Cognitive Impairment in Diabetes and Poor Glucose Utilization in the Intracellular Neural Milieu

The main characteristic of diabetes is hyperglycemia. Depending on whether diabetes is type-1 or type-2, it is characterized by deficiencies in insulin secretion, insulin receptor sensitivity, hexokinase activity, and glucose transport. Current drug treatments are able to lower circulating glucose but do not address the problem of glucose utilization in the intracellular milieu, the consequence of which is tissue damage. In the long-term, such changes can produce structural damage in many cortical and subcortical brain areas that are related to cognitive function.

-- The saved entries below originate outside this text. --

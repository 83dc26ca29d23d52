//! Terminal renderer for the `tailor` CLI.

use std::cell::RefCell;
use std::io::{self, Write};

use tracing::warn;

use crate::models::form::ResumeMode;
use crate::render::{Link, ResultRenderer, ResultView};
use crate::service::Endpoints;

pub struct TerminalRenderer {
    out: RefCell<Box<dyn Write>>,
    err: RefCell<Box<dyn Write>>,
    endpoints: Endpoints,
}

impl TerminalRenderer {
    pub fn stdio(endpoints: Endpoints) -> Self {
        Self::new(Box::new(io::stdout()), Box::new(io::stderr()), endpoints)
    }

    pub fn new(out: Box<dyn Write>, err: Box<dyn Write>, endpoints: Endpoints) -> Self {
        Self {
            out: RefCell::new(out),
            err: RefCell::new(err),
            endpoints,
        }
    }

    /// Server-relative links become absolute so they can be opened directly.
    fn href(&self, link: &Link) -> String {
        self.endpoints
            .resolve(&link.href)
            .map(|url| url.to_string())
            .unwrap_or_else(|_| link.href.clone())
    }

    fn write_to(target: &RefCell<Box<dyn Write>>, text: &str) {
        let mut target = target.borrow_mut();
        if let Err(e) = target.write_all(text.as_bytes()).and_then(|_| target.flush()) {
            warn!("Failed to write to terminal: {e}");
        }
    }
}

/// Text block shown for the result region.
pub fn format_view(view: &ResultView, href: impl Fn(&Link) -> String) -> String {
    let mut text = String::new();
    text.push_str(&format!("Score: {}\n", view.score));
    text.push_str(&format!("Summary: {}\n", view.summary));
    text.push_str(&format!("Version: {}\n", view.version));
    text.push_str(&format!("Resume source: {}\n", view.resume_source));
    text.push_str(&format!("{}: {}\n", view.download.label, href(&view.download)));
    text.push_str("All versions:\n");
    for link in &view.versions {
        text.push_str(&format!("  - {}: {}\n", link.label, href(link)));
    }
    text.push_str("\n--- New resume ---\n");
    text.push_str(&view.new_resume_text);
    text.push_str("\n\n--- Diff ---\n");
    text.push_str(&view.diff_html);
    text.push('\n');
    text
}

impl ResultRenderer for TerminalRenderer {
    fn show_mode(&self, mode: ResumeMode) {
        let block = match mode {
            ResumeMode::Paste => "pasted resume text",
            ResumeMode::Upload => "uploaded resume file",
        };
        Self::write_to(&self.out, &format!("Resume input: {block}\n"));
    }

    fn set_loading(&self, loading: bool, message: &str) {
        if loading {
            Self::write_to(&self.out, &format!("{message}\n"));
        }
    }

    fn show_result(&self, view: &ResultView) {
        Self::write_to(&self.out, &format_view(view, |link| self.href(link)));
    }

    fn alert(&self, message: &str) {
        Self::write_to(&self.err, &format!("error: {message}\n"));
    }
}
//! Result rendering: projection from `JobResult` to the visible result
//! region, and the presentation seam the controller drives.

use crate::models::form::ResumeMode;
use crate::models::job::JobResult;
use crate::service::endpoints::download_path;

#[cfg(target_arch = "wasm32")]
pub mod dom;
#[cfg(not(target_arch = "wasm32"))]
pub mod terminal;

/// Presentation layer driven by `JobFormController`.
///
/// Methods take `&self`: the controller is single-threaded and a renderer is
/// expected to hold its own interior mutability.
pub trait ResultRenderer {
    /// Shows the paste block or the upload block, hiding the other.
    fn show_mode(&self, mode: ResumeMode);

    /// `true` disables generate + regenerate and shows `message`;
    /// `false` re-enables both and hides the indicator.
    fn set_loading(&self, loading: bool, message: &str);

    /// Replaces the whole result region with `view` and makes it visible.
    fn show_result(&self, view: &ResultView);

    /// Blocking, user-facing error notice.
    fn alert(&self, message: &str);
}

#[derive(Debug, Clone, PartialEq, Eq)]
pub struct Link {
    pub href: String,
    pub label: String,
    /// Opens in a new browsing context.
    pub new_tab: bool,
}

/// Everything the result region displays, already formatted.
#[derive(Debug, Clone, PartialEq, Eq)]
pub struct ResultView {
    pub score: String,
    pub summary: String,
    pub version: String,
    pub resume_source: String,
    pub download: Link,
    pub versions: Vec<Link>,
    pub new_resume_text: String,
    /// Inserted as markup, not escaped.
    pub diff_html: String,
}

impl ResultView {
    pub fn from_result(result: &JobResult) -> Self {
        Self {
            score: result
                .score
                .as_ref()
                .map(ToString::to_string)
                .unwrap_or_default(),
            summary: result.summary.clone(),
            version: result.version.clone(),
            resume_source: result.resume_source.clone(),
            download: Link {
                href: result.download_url.clone(),
                label: format!("Download {}", result.docx_file),
                new_tab: false,
            },
            versions: result
                .all_versions
                .iter()
                .map(|file_name| Link {
                    href: download_path(file_name),
                    label: file_name.clone(),
                    new_tab: true,
                })
                .collect(),
            new_resume_text: result.new_resume_text.clone(),
            diff_html: result.diff_html.clone(),
        }
    }
}

#[cfg(test)]
mod tests {
    use super::*;
    use crate::models::job::{JobId, Score};

    fn sample() -> JobResult {
        JobResult {
            job_id: JobId::new("J1"),
            score: Some(Score::Number(87.0)),
            summary: "Good match".to_string(),
            version: "v1".to_string(),
            resume_source: "pasted".to_string(),
            download_url: "/download/r_v1.docx".to_string(),
            docx_file: "r_v1.docx".to_string(),
            all_versions: vec!["r_v1.docx".to_string()],
            new_resume_text: "...".to_string(),
            diff_html: "<span>...</span>".to_string(),
        }
    }

    #[test]
    fn test_projection_of_full_result() {
        let view = ResultView::from_result(&sample());
        assert_eq!(view.score, "87");
        assert_eq!(view.summary, "Good match");
        assert_eq!(view.download.href, "/download/r_v1.docx");
        assert_eq!(view.download.label, "Download r_v1.docx");
        assert_eq!(view.versions.len(), 1);
        assert_eq!(view.versions[0].href, "/download/r_v1.docx");
        assert_eq!(view.versions[0].label, "r_v1.docx");
        assert!(view.versions[0].new_tab);
        assert_eq!(view.diff_html, "<span>...</span>");
    }

    #[test]
    fn test_versions_keep_backend_order() {
        let mut result = sample();
        result.all_versions = vec![
            "r_v2.docx".to_string(),
            "r_v1.docx".to_string(),
            "r_v3.docx".to_string(),
        ];
        let labels: Vec<_> = ResultView::from_result(&result)
            .versions
            .into_iter()
            .map(|l| l.label)
            .collect();
        assert_eq!(labels, vec!["r_v2.docx", "r_v1.docx", "r_v3.docx"]);
    }

    #[test]
    fn test_fractional_and_missing_scores() {
        let mut result = sample();
        result.score = Some(Score::Number(72.5));
        assert_eq!(ResultView::from_result(&result).score, "72.5");
        result.score = Some(Score::Text("8".to_string()));
        assert_eq!(ResultView::from_result(&result).score, "8");
        result.score = None;
        assert_eq!(ResultView::from_result(&result).score, "");
    }

    #[test]
    fn test_projection_is_deterministic() {
        let result = sample();
        assert_eq!(ResultView::from_result(&result), ResultView::from_result(&result));
    }
}
//! Test doubles shared by the unit tests.

use std::cell::RefCell;
use std::collections::VecDeque;
use std::sync::{Arc, Mutex};

use async_trait::async_trait;
use tokio::sync::Notify;

use crate::errors::ClientError;
use crate::models::form::{FormInput, ResumeInput, ResumeMode};
use crate::models::job::{JobId, JobResult, Score};
use crate::render::{ResultRenderer, ResultView};
use crate::service::JobService;

/// One observable renderer call, in order.
#[derive(Debug, Clone, PartialEq)]
pub enum RenderEvent {
    Mode(ResumeMode),
    Loading(bool, String),
    Result(ResultView),
    Alert(String),
}

/// In-memory renderer that records calls and mirrors the visible state.
#[derive(Default)]
pub struct RecordingRenderer {
    pub events: RefCell<Vec<RenderEvent>>,
    pub visible_result: RefCell<Option<ResultView>>,
    pub controls_enabled: RefCell<bool>,
    pub paste_visible: RefCell<bool>,
    pub upload_visible: RefCell<bool>,
}

impl RecordingRenderer {
    pub fn new() -> Self {
        Self {
            controls_enabled: RefCell::new(true),
            paste_visible: RefCell::new(true),
            ..Default::default()
        }
    }

    pub fn alerts(&self) -> Vec<String> {
        self.events
            .borrow()
            .iter()
            .filter_map(|e| match e {
                RenderEvent::Alert(msg) => Some(msg.clone()),
                _ => None,
            })
            .collect()
    }
}

impl ResultRenderer for RecordingRenderer {
    fn show_mode(&self, mode: ResumeMode) {
        *self.paste_visible.borrow_mut() = mode == ResumeMode::Paste;
        *self.upload_visible.borrow_mut() = mode == ResumeMode::Upload;
        self.events.borrow_mut().push(RenderEvent::Mode(mode));
    }

    fn set_loading(&self, loading: bool, message: &str) {
        *self.controls_enabled.borrow_mut() = !loading;
        self.events
            .borrow_mut()
            .push(RenderEvent::Loading(loading, message.to_string()));
    }

    fn show_result(&self, view: &ResultView) {
        *self.visible_result.borrow_mut() = Some(view.clone());
        self.events.borrow_mut().push(RenderEvent::Result(view.clone()));
    }

    fn alert(&self, message: &str) {
        self.events
            .borrow_mut()
            .push(RenderEvent::Alert(message.to_string()));
    }
}

#[derive(Debug, Clone, PartialEq)]
pub enum Call {
    Generate(FormInput),
    Regenerate(JobId),
}

/// Job service that answers from a queue and records every call.
/// With a gate set, each call waits for one `notify_one` before answering.
#[derive(Default)]
pub struct ScriptedService {
    pub responses: Mutex<VecDeque<Result<JobResult, ClientError>>>,
    pub calls: Mutex<Vec<Call>>,
    pub gate: Option<Arc<Notify>>,
}

impl ScriptedService {
    pub fn answering(responses: Vec<Result<JobResult, ClientError>>) -> Self {
        Self {
            responses: Mutex::new(responses.into()),
            ..Default::default()
        }
    }

    pub fn calls(&self) -> Vec<Call> {
        self.calls.lock().unwrap().clone()
    }

    async fn answer(&self, call: Call) -> Result<JobResult, ClientError> {
        self.calls.lock().unwrap().push(call);
        if let Some(gate) = &self.gate {
            gate.notified().await;
        }
        self.responses
            .lock()
            .unwrap()
            .pop_front()
            .expect("unexpected job service call")
    }
}

#[async_trait]
impl JobService for ScriptedService {
    async fn generate(&self, form: &FormInput) -> Result<JobResult, ClientError> {
        self.answer(Call::Generate(form.clone())).await
    }

    async fn regenerate(&self, job_id: &JobId) -> Result<JobResult, ClientError> {
        self.answer(Call::Regenerate(job_id.clone())).await
    }
}

/// A complete backend response for `id`, with one file named after `version`.
pub fn job(id: &str, version: &str) -> JobResult {
    let file = format!("r_{version}.docx");
    JobResult {
        job_id: JobId::new(id),
        score: Some(Score::Number(87.0)),
        summary: "Good match".to_string(),
        version: version.to_string(),
        resume_source: "pasted".to_string(),
        download_url: format!("/download/{file}"),
        docx_file: file.clone(),
        all_versions: vec![file],
        new_resume_text: "...".to_string(),
        diff_html: "<span>...</span>".to_string(),
    }
}

pub fn paste_form() -> FormInput {
    FormInput {
        job_description: "Senior Rust engineer".to_string(),
        company: "Acme".to_string(),
        resume: ResumeInput::Paste("Jane Doe".to_string()),
    }
}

Many epidemiological reports consider anxiety and depression as clinical entities that accompany diabetes. However, anxiety and depression in diabetes appear to occur in parallel and do not follow a causal relationship. From a behavioral perspective, anxiety may be considered adaptive, whereas depression can be considered reactive in response to changes in lifestyle and ailments that are caused by the disease. Therefore, the main alteration in diabetes seems to be cognitive function. We hypothesized that in type-2 diabetes, hypoglycemic medications do not restore the function of glucose in the intracellular compartment, which may have deleterious effects on neural tissue with behavioral consequences. In such a case, it is important to develop pharmacological interventions that directly restore plasma insulin levels, insulin receptor function, and hexokinase activity, thereby avoiding damage to neural tissue that is associated with cognitive deficits in diabetic patients, particularly patients with type-2 diabetes. The better management of such alterations in diabetes should be directed toward improving glucose utilization by neural tissue.